Friday was the worst--they had the day off of school and I had it off work. We were going to go up to our friends’ camp on the lake, but decided to put it off one day because of Hurricane Earl’s expected arrival, which was a huge mistake. It was still hot, a perfect day to be at the lake. Having other people around to pay them attention and being outside on the water would have calmed everyone’s ugliness I’m sure.


Finally, I shut myself in my room just to avoid any more confrontations. I did some sewing, some lying on the bed blankly, some cleaning. I could hear them downstairs making messes. I could hear them outside, with M as the director of activities. When C came home, he took them all out to dinner and left me home alone.

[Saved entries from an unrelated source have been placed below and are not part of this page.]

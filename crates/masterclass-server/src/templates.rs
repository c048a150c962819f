//! Askama templates for the landing and admin pages.

use askama::Template;
use askama_web::WebTemplate;

use masterclass_core::admin::AdminForm;
use masterclass_core::landing::LandingView;

/// Landing page template.
#[derive(Template, WebTemplate)]
#[template(path = "landing.html")]
pub struct LandingTemplate {
    pub title: String,
    pub subtitle: String,
    pub date: String,
    pub time: String,
    pub description: String,
    /// `(ordinal, text)` pairs.
    pub points: Vec<(String, String)>,
    pub button_text: String,
    pub join_link: Option<String>,
    pub gift_title: String,
    pub gift_description: String,
    pub countdown_seconds: u32,
    pub countdown_display: String,
    pub admin_href: String,
}

impl LandingTemplate {
    pub fn from_view(view: &LandingView, admin_href: &str) -> Self {
        let doc = view.document();
        Self {
            title: doc.title.clone(),
            subtitle: doc.subtitle.clone(),
            date: doc.date.clone(),
            time: doc.time.clone(),
            description: doc.description.clone(),
            points: view
                .numbered_points()
                .map(|(n, p)| (n, p.to_owned()))
                .collect(),
            button_text: doc.button_text.clone(),
            join_link: view.join_link().map(str::to_owned),
            gift_title: doc.gift_title.clone(),
            gift_description: doc.gift_description.clone(),
            countdown_seconds: view.countdown().duration(),
            countdown_display: view.countdown_display(),
            admin_href: admin_href.to_owned(),
        }
    }
}

/// Feedback banner above the admin form.
pub struct NoticeBlock {
    /// CSS modifier, `success` or `error`.
    pub class: &'static str,
    pub text: &'static str,
    /// Milliseconds before the banner hides itself; `0` keeps it.
    pub ttl_ms: u64,
}

/// Admin page template.
#[derive(Template, WebTemplate)]
#[template(path = "admin.html")]
pub struct AdminTemplate {
    pub form: AdminForm,
    pub notice: Option<NoticeBlock>,
    pub back_href: String,
    pub action: String,
}
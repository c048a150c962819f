//! Masterclass server entry point.
//!
//! Bootstraps the storage backend and shared state, then starts the Axum
//! HTTP server with graceful shutdown.

use std::sync::Arc;

use anyhow::Context;
use tokio::net::TcpListener;
use tracing::{info, warn};

use masterclass_storage::{MemoryBackend, StorageBackend};

use masterclass_server::config::{ServerConfig, StorageBackendType};
use masterclass_server::routes;
use masterclass_server::state::AppState;

#[tokio::main]
async fn main() -> anyhow::Result<()> {
    let config = ServerConfig::from_env();

    // Initialize structured logging.
    tracing_subscriber::fmt()
        .with_env_filter(
            tracing_subscriber::EnvFilter::try_from_default_env()
                .unwrap_or_else(|_| tracing_subscriber::EnvFilter::new(&config.log_level)),
        )
        .json()
        .init();

    info!(storage = ?config.storage_backend, "masterclass server starting");
    config.validate().context("invalid configuration")?;

    let state = build_app_state(&config)?;
    let app = routes::build_router(state);

    let listener = TcpListener::bind(config.bind_addr)
        .await
        .with_context(|| format!("failed to bind to {}", config.bind_addr))?;

    info!(
        addr = %config.bind_addr,
        api = %format!("{}/masterclass-data", config.api_prefix),
        "masterclass server listening"
    );

    axum::serve(listener, app)
        .with_graceful_shutdown(shutdown_signal())
        .await
        .context("server error")?;

    info!("masterclass server stopped");
    Ok(())
}

/// Open the configured storage backend and build the shared state.
fn build_app_state(config: &ServerConfig) -> anyhow::Result<Arc<AppState>> {
    let storage: Arc<dyn StorageBackend> = match &config.storage_backend {
        StorageBackendType::Memory => {
            info!("using in-memory storage (data will not persist)");
            Arc::new(MemoryBackend::new())
        }
        #[cfg(feature = "rocksdb-backend")]
        StorageBackendType::RocksDb { path } => {
            info!(path = %path, "using RocksDB storage");
            Arc::new(
                masterclass_storage::RocksDbBackend::open(path)
                    .context("failed to open RocksDB storage")?,
            )
        }
        #[cfg(not(feature = "rocksdb-backend"))]
        StorageBackendType::RocksDb { .. } => {
            anyhow::bail!("RocksDB backend requested but feature 'rocksdb-backend' is not enabled");
        }
    };

    if config.api_key.is_none() {
        warn!("MASTERCLASS_API_KEY is not set, the content API accepts unauthenticated writes");
    }

    Ok(Arc::new(AppState::new(
        storage,
        config.api_key.clone(),
        config.api_prefix.clone(),
    )))
}

/// Wait for SIGINT or SIGTERM.
async fn shutdown_signal() {
    let ctrl_c = async {
        tokio::signal::ctrl_c().await.ok();
    };

    #[cfg(unix)]
    let terminate = async {
        if let Ok(mut sig) =
            tokio::signal::unix::signal(tokio::signal::unix::SignalKind::terminate())
        {
            sig.recv().await;
        }
    };

    #[cfg(not(unix))]
    let terminate = std::future::pending::<()>();

    tokio::select! {
        () = ctrl_c => {},
        () = terminate => {},
    }

    info!("shutdown signal received, stopping server");
}
//! Deterministic samplers for land outlines and footprint sets.
//!
//! Purpose
//! - Tests and benchmarks need representative "user-drawn" inputs: simple
//!   star-shaped land outlines and small batches of rectangular footprints.
//!   The samplers here are reproducible and indexable via a replay token so
//!   failures can be replayed from a single `(seed, index)` pair.
//!
//! Model
//! - Outlines start from `n` equally spaced angles on [0, 2pi), add bounded
//!   angular and radial jitter, and connect the sorted result into a simple
//!   polygon around the origin.
//!
//! Code cross-refs: `Polygon`, `placement::Footprint`.

use nalgebra::Vector2;
use rand::rngs::StdRng;
use rand::{Rng, SeedableRng};

use super::types::Polygon;
use crate::placement::Footprint;

/// Replay token to make draws reproducible and indexable.
#[derive(Clone, Copy, Debug, PartialEq, Eq)]
pub struct ReplayToken {
    pub seed: u64,
    pub index: u64,
}

impl ReplayToken {
    #[inline]
    fn to_std_rng(self) -> StdRng {
        // SplitMix64-style mixing, cheap and stable.
        fn mix(mut x: u64) -> u64 {
            x ^= x >> 30;
            x = x.wrapping_mul(0xbf58476d1ce4e5b9);
            x ^= x >> 27;
            x = x.wrapping_mul(0x94d049bb133111eb);
            x ^ (x >> 31)
        }
        let k = mix(self.seed ^ mix(self.index.wrapping_add(0x9e3779b97f4a7c15)));
        StdRng::seed_from_u64(k)
    }
}

/// Land-outline sampler configuration.
#[derive(Clone, Copy, Debug)]
pub struct OutlineCfg {
    /// Inclusive vertex-count range; values below 3 are clamped up.
    pub vertex_range: (usize, usize),
    /// Angular jitter as a fraction of the base spacing 2pi/n. Clamped to [0, 0.49]
    /// so vertex order is preserved and the outline stays simple.
    pub angle_jitter_frac: f64,
    /// Radial jitter (relative amplitude). Radii are `base_radius * (1 + u)`
    /// with `u` uniform in [-radial_jitter, radial_jitter].
    pub radial_jitter: f64,
    /// Base radius of the outline around the origin.
    pub base_radius: f64,
}

impl Default for OutlineCfg {
    fn default() -> Self {
        Self {
            vertex_range: (8, 16),
            angle_jitter_frac: 0.3,
            radial_jitter: 0.2,
            base_radius: 10.0,
        }
    }
}

/// Draw a simple star-shaped land outline around the origin.
pub fn draw_land_outline(cfg: OutlineCfg, tok: ReplayToken) -> Polygon {
    let mut rng = tok.to_std_rng();
    let lo = cfg.vertex_range.0.max(3);
    let hi = cfg.vertex_range.1.max(lo);
    let n = rng.gen_range(lo..=hi);
    let aj = cfg.angle_jitter_frac.clamp(0.0, 0.49);
    let rj = cfg.radial_jitter.max(0.0);
    let r0 = cfg.base_radius.max(1e-9);
    let delta = std::f64::consts::TAU / (n as f64);
    let mut angles: Vec<f64> = (0..n)
        .map(|k| {
            let jitter = (rng.gen::<f64>() * 2.0 - 1.0) * aj * delta;
            (k as f64) * delta + jitter
        })
        .collect();
    angles.sort_by(|a, b| a.partial_cmp(b).unwrap_or(std::cmp::Ordering::Equal));
    let verts = angles
        .into_iter()
        .map(|th| {
            let u = (rng.gen::<f64>() * 2.0 - 1.0) * rj;
            let r = (1.0 + u).max(1e-6) * r0;
            Vector2::new(th.cos() * r, th.sin() * r)
        })
        .collect();
    Polygon::new(verts)
}

/// Footprint-set sampler configuration.
#[derive(Clone, Copy, Debug)]
pub struct FootprintSetCfg {
    /// Inclusive count range.
    pub count_range: (usize, usize),
    /// Uniform side-length ranges, in plan units.
    pub length_range: (f64, f64),
    pub width_range: (f64, f64),
}

impl Default for FootprintSetCfg {
    fn default() -> Self {
        Self {
            count_range: (1, 10),
            length_range: (2.0, 8.0),
            width_range: (2.0, 8.0),
        }
    }
}

/// Draw a reproducible batch of footprints with ids `obj-0`, `obj-1`, ...
pub fn draw_footprint_set(cfg: FootprintSetCfg, tok: ReplayToken) -> Vec<Footprint> {
    let mut rng = tok.to_std_rng();
    let lo = cfg.count_range.0;
    let hi = cfg.count_range.1.max(lo);
    let count = rng.gen_range(lo..=hi);
    (0..count)
        .map(|k| {
            let length = rng.gen_range(cfg.length_range.0..=cfg.length_range.1);
            let width = rng.gen_range(cfg.width_range.0..=cfg.width_range.1);
            Footprint::new(format!("obj-{k}"), length, width)
        })
        .collect()
}
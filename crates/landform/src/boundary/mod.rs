//! Walkable-boundary queries and the pushback constraint resolver.
//!
//! The query layer answers containment and nearest-edge questions over a set
//! of named regions; the resolver turns a desired position into one that
//! respects a minimum inset from every edge. Both are pure and total, and
//! treat polygons with fewer than 3 vertices as "no constraint".

mod constrain;
mod query;

pub use constrain::{constrain, constrain_cfg, Constrained};
pub use query::{
    distance_to_boundary_edge, is_inside_any, nearest_point_on_polygon, EdgeDistance,
    EdgeProjection,
};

I reread the short story, “Boys” by Rick Moody. It reminded me that boys are dirty, smelly, ill-mannered creatures, not the angelically behaved cherubs that appear to exist all over blog-land. The reality is much less pleasant, I reminded myself, but a lot more interesting. I would prefer interesting children to pleasant ones, right?


I had just written a short piece about nature journaling as a form of meditation, so I took myself outside to contemplate the sunflowers and the stunted giant pumpkins, colored pencils in hand. I lay on the couch mindlessly. I ate cold onion rings and half a pint of Ben & Jerry’s after C got home (emotional eating always helps). I told myself I just needed some restorative time to myself, but really, I just did not want to be around my own children.


I hope our weekend at the lake helped and we’ll all feel restored this week (though what I truly needed was a weekend in a sensory deprivation chamber!) and better able to cope with whatever comes along.